**ACTIVITY**
Copy exactly the lines of the data below that run from the line holding "pub enum TurnOutcome" through the line holding "turn, if any.", both ends included.

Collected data
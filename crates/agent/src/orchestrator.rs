//! The turn loop.
//!
//! One inbound user message becomes at most `max_rounds` model calls:
//!
//! 1. **Request** the model with the rolling history, the system instruction
//!    and the full tool catalog
//! 2. **Text only**: persist it as the assistant turn and return it
//! 3. **Calls**: dispatch each in order; the first result carrying a reply
//!    ends the turn with that text (no further model call)
//! 4. Otherwise append the calls and their results to the history and go to 1

use std::sync::Arc;
use std::time::Instant;
use chrono::Utc;
use offerdesk_config::{ModelConfig, OrchestratorConfig};
use offerdesk_core::error::{ProviderError, StoreError, ToolError};
use offerdesk_core::event::{DomainEvent, EventBus};
use offerdesk_core::message::{FileId, NewTurn, UserId};
use offerdesk_core::provider::{GenerateRequest, GenerateResponse, ModelTurn, Provider};
use offerdesk_core::store::{ConversationStore, FileMeta, FileStore};
use offerdesk_core::tool::{CallOutcome, CallResult};
use offerdesk_store::Stores;
use offerdesk_tools::{Dispatcher, catalog};
use tracing::{debug, error, info, warn};
use crate::history::HistoryFormatter;
use crate::instruction::SystemInstruction;

/// Why a turn ended without a reply.
#[derive(Debug, thiserror::Error)]
pub enum TurnError {
    #[error("model returned neither text nor function calls")]
    NoResponse,

    #[error("no reply after {rounds} rounds")]
    MaxRounds { rounds: u32 },

    #[error(transparent)]
    Tool(#[from] ToolError),

    #[error(transparent)]
    Provider(#[from] ProviderError),

    #[error(transparent)]
    Store(#[from] StoreError),
}

impl TurnError {
    pub fn kind(&self) -> FailureKind {
        match self {
            TurnError::NoResponse => FailureKind::NoResponse,
            TurnError::MaxRounds { .. } => FailureKind::MaxRounds,
            TurnError::Tool(_) | TurnError::Provider(_) | TurnError::Store(_) => FailureKind::Internal,
        }
    }
}

/// The caller-facing failure marker. Carries no model or store diagnostics.
#[derive(Debug, Clone, Copy, PartialEq, Eq)]
pub enum FailureKind {
    NoResponse,
    MaxRounds,
    Internal,
}

impl FailureKind {
    pub fn as_str(&self) -> &'static str {
        match self {
            FailureKind::NoResponse => "no_response",
            FailureKind::MaxRounds => "max_rounds",
            FailureKind::Internal => "internal",
        }
    }
}

/// The message shown to the user; identical to the persisted assistant turn.
#[derive(Debug, Clone)]
pub struct Reply {
    pub text: String,
    pub attachment: Option<FileMeta>,
}

#[derive(Debug, Clone)]
pub enum TurnOutcome {
    Reply(Reply),
    Failed(FailureKind),
}

/// Loop state threaded from one round into the next.
#[derive(Debug, Clone, Default)]
pub struct RoundState {
    pub history: Vec<ModelTurn>,
    /// Rounds completed so far
    pub round: u32,
}

enum Step {
    Done(Reply),
    Next(RoundState),
}

/// The first call result that ends the turn, if any.
pub fn early_exit(results: &[CallResult]) -> Option<(&str, Option<&FileId>)> {
    results.iter().find_map(|r| match &r.outcome {
        CallOutcome::Reply { text, attachment } => Some((text.as_str(), attachment.as_ref())),
        CallOutcome::Continue => None,
    })
}

/// Drives a user's inbound message to a reply.
pub struct Orchestrator {
    provider: Arc<dyn Provider>,
    dispatcher: Dispatcher,
    history: HistoryFormatter,
    conversations: Arc<dyn ConversationStore>,
    files: Arc<dyn FileStore>,
    instruction: Arc<dyn SystemInstruction>,
    event_bus: Arc<EventBus>,
    model: String,
    temperature: f32,
    max_output_tokens: Option<u32>,
    max_rounds: u32,
    history_limit: usize,
}

impl Orchestrator {
    pub fn new(provider: Arc<dyn Provider>, stores: Stores, instruction: Arc<dyn SystemInstruction>) -> Self {
        let defaults = OrchestratorConfig::default();
        let model = ModelConfig::default();
        Self {
            provider,
            dispatcher: Dispatcher::new(stores.offers.clone(), stores.files.clone()),
            history: HistoryFormatter::new(stores.conversations.clone(), stores.files.clone()),
            conversations: stores.conversations,
            files: stores.files,
            instruction,
            event_bus: Arc::new(EventBus::default()),
            model: model.name,
            temperature: model.temperature,
            max_output_tokens: Some(model.max_output_tokens),
            max_rounds: defaults.max_rounds,
            history_limit: defaults.history_limit,
        }
    }

    /// Apply model and loop settings from configuration.
    pub fn configured(self, model: &ModelConfig, orchestrator: &OrchestratorConfig) -> Self {
        self.with_model(&model.name)
            .with_temperature(model.temperature)
            .with_max_output_tokens(model.max_output_tokens)
            .with_max_rounds(orchestrator.max_rounds)
            .with_history_limit(orchestrator.history_limit)
    }

    pub fn with_model(mut self, model: impl Into<String>) -> Self {
        self.model = model.into();
        self
    }

    pub fn with_temperature(mut self, temperature: f32) -> Self {
        self.temperature = temperature;
        self
    }

    pub fn with_max_output_tokens(mut self, max: u32) -> Self {
        self.max_output_tokens = Some(max);
        self
    }

    /// Set the hard cap on model calls per turn. Zero is treated as one.
    pub fn with_max_rounds(mut self, max: u32) -> Self {
        self.max_rounds = max.max(1);
        self
    }

    /// Set how many stored turns are replayed. Zero is treated as one.
    pub fn with_history_limit(mut self, limit: usize) -> Self {
        self.history_limit = limit.max(1);
        self
    }

    pub fn with_event_bus(mut self, event_bus: Arc<EventBus>) -> Self {
        self.event_bus = event_bus;
        self
    }

    /// Handle the latest inbound message of `user_id`.
    ///
    /// Errors are logged here and reduced to a [`FailureKind`].
    pub async fn handle(&self, user_id: &UserId) -> TurnOutcome {
        match self.run(user_id).await {
            Ok(reply) => TurnOutcome::Reply(reply),
            Err(e) => {
                error!(user_id = %user_id, error = %e, "Turn failed");
                self.event_bus.publish(DomainEvent::TurnFailed {
                    user_id: user_id.to_string(),
                    reason: e.kind().as_str().into(),
                    timestamp: Utc::now(),
                });
                TurnOutcome::Failed(e.kind())
            }
        }
    }

    /// Run the loop for `user_id`. The inbound message must already be stored.
    pub async fn run(&self, user_id: &UserId) -> Result<Reply, TurnError> {
        let system_instruction = self.instruction.build(user_id).await?;
        let history = self.history.format(user_id, self.history_limit).await?;

        info!(
            user_id = %user_id,
            history = history.len(),
            max_rounds = self.max_rounds,
            "Processing turn"
        );

        let mut state = RoundState { history, round: 0 };
        while state.round < self.max_rounds {
            state = match self.round(user_id, &system_instruction, state).await? {
                Step::Done(reply) => return Ok(reply),
                Step::Next(next) => next,
            };
        }

        warn!(user_id = %user_id, rounds = self.max_rounds, "Round cap reached without a reply");
        Err(TurnError::MaxRounds { rounds: self.max_rounds })
    }

    async fn round(&self, user_id: &UserId, system_instruction: &str, state: RoundState) -> Result<Step, TurnError> {
        let round = state.round + 1;
        debug!(user_id = %user_id, round, "Requesting model");

        let response = self
            .provider
            .generate(GenerateRequest {
                model: self.model.clone(),
                history: state.history.clone(),
                system_instruction: system_instruction.to_string(),
                tools: catalog().to_vec(),
                temperature: self.temperature,
                max_output_tokens: self.max_output_tokens,
            })
            .await?;
        self.publish_response(user_id, round, &response);

        if response.calls.is_empty() {
            let text = response.trimmed_text().ok_or(TurnError::NoResponse)?;
            let reply = self.persist(user_id, text.to_string(), None).await?;
            self.publish_completed(user_id, round, false);
            return Ok(Step::Done(reply));
        }

        let mut results = Vec::with_capacity(response.calls.len());
        for call in &response.calls {
            let started = Instant::now();
            let result = self.dispatcher.dispatch(user_id, call).await?;
            self.event_bus.publish(DomainEvent::ToolExecuted {
                user_id: user_id.to_string(),
                tool_name: call.name.clone(),
                success: result.is_success(),
                duration_ms: started.elapsed().as_millis() as u64,
                timestamp: Utc::now(),
            });
            results.push(result);
        }

        if let Some((text, attachment)) = early_exit(&results) {
            info!(user_id = %user_id, round, "Tool reply ends the turn");
            let reply = self.persist(user_id, text.to_string(), attachment.cloned()).await?;
            self.publish_completed(user_id, round, true);
            return Ok(Step::Done(reply));
        }

        let RoundState { mut history, .. } = state;
        history.push(ModelTurn::calls(&response.calls));
        history.push(ModelTurn::results(&results));
        Ok(Step::Next(RoundState { history, round }))
    }

    /// Store the reply as an assistant turn. An attachment that no longer
    /// resolves is dropped and the reply goes out as text only.
    async fn persist(&self, user_id: &UserId, text: String, attachment: Option<FileId>) -> Result<Reply, TurnError> {
        let attachment = match attachment {
            Some(id) => match self.files.resolve_file(&id).await {
                Ok(meta) => Some(meta),
                Err(e) => {
                    warn!(user_id = %user_id, file_id = %id, error = %e, "Sending reply without attachment");
                    None
                }
            },
            None => None,
        };

        let mut turn = NewTurn::assistant(user_id.clone(), text.clone());
        if let Some(meta) = &attachment {
            turn = turn.with_attachment(meta.id.clone());
        }
        self.conversations.append_turn(turn).await?;

        Ok(Reply { text, attachment })
    }

    fn publish_response(&self, user_id: &UserId, round: u32, response: &GenerateResponse) {
        self.event_bus.publish(DomainEvent::ResponseGenerated {
            user_id: user_id.to_string(),
            model: response.model.clone(),
            round,
            tokens_used: response.usage.as_ref().map_or(0, |u| u.total_tokens),
            timestamp: Utc::now(),
        });
    }

    fn publish_completed(&self, user_id: &UserId, rounds: u32, early_exit: bool) {
        self.event_bus.publish(DomainEvent::TurnCompleted {
            user_id: user_id.to_string(),
            rounds,
            early_exit,
            timestamp: Utc::now(),
        });
    }
}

**WRITTEN SOLUTION**
pub enum TurnOutcome {
    Reply(Reply),
    Failed(FailureKind),
}

/// Loop state threaded from one round into the next.
#[derive(Debug, Clone, Default)]
pub struct RoundState {
    pub history: Vec<ModelTurn>,
    /// Rounds completed so far
    pub round: u32,
}

enum Step {
    Done(Reply),
    Next(RoundState),
}

/// The first call result that ends the turn, if any.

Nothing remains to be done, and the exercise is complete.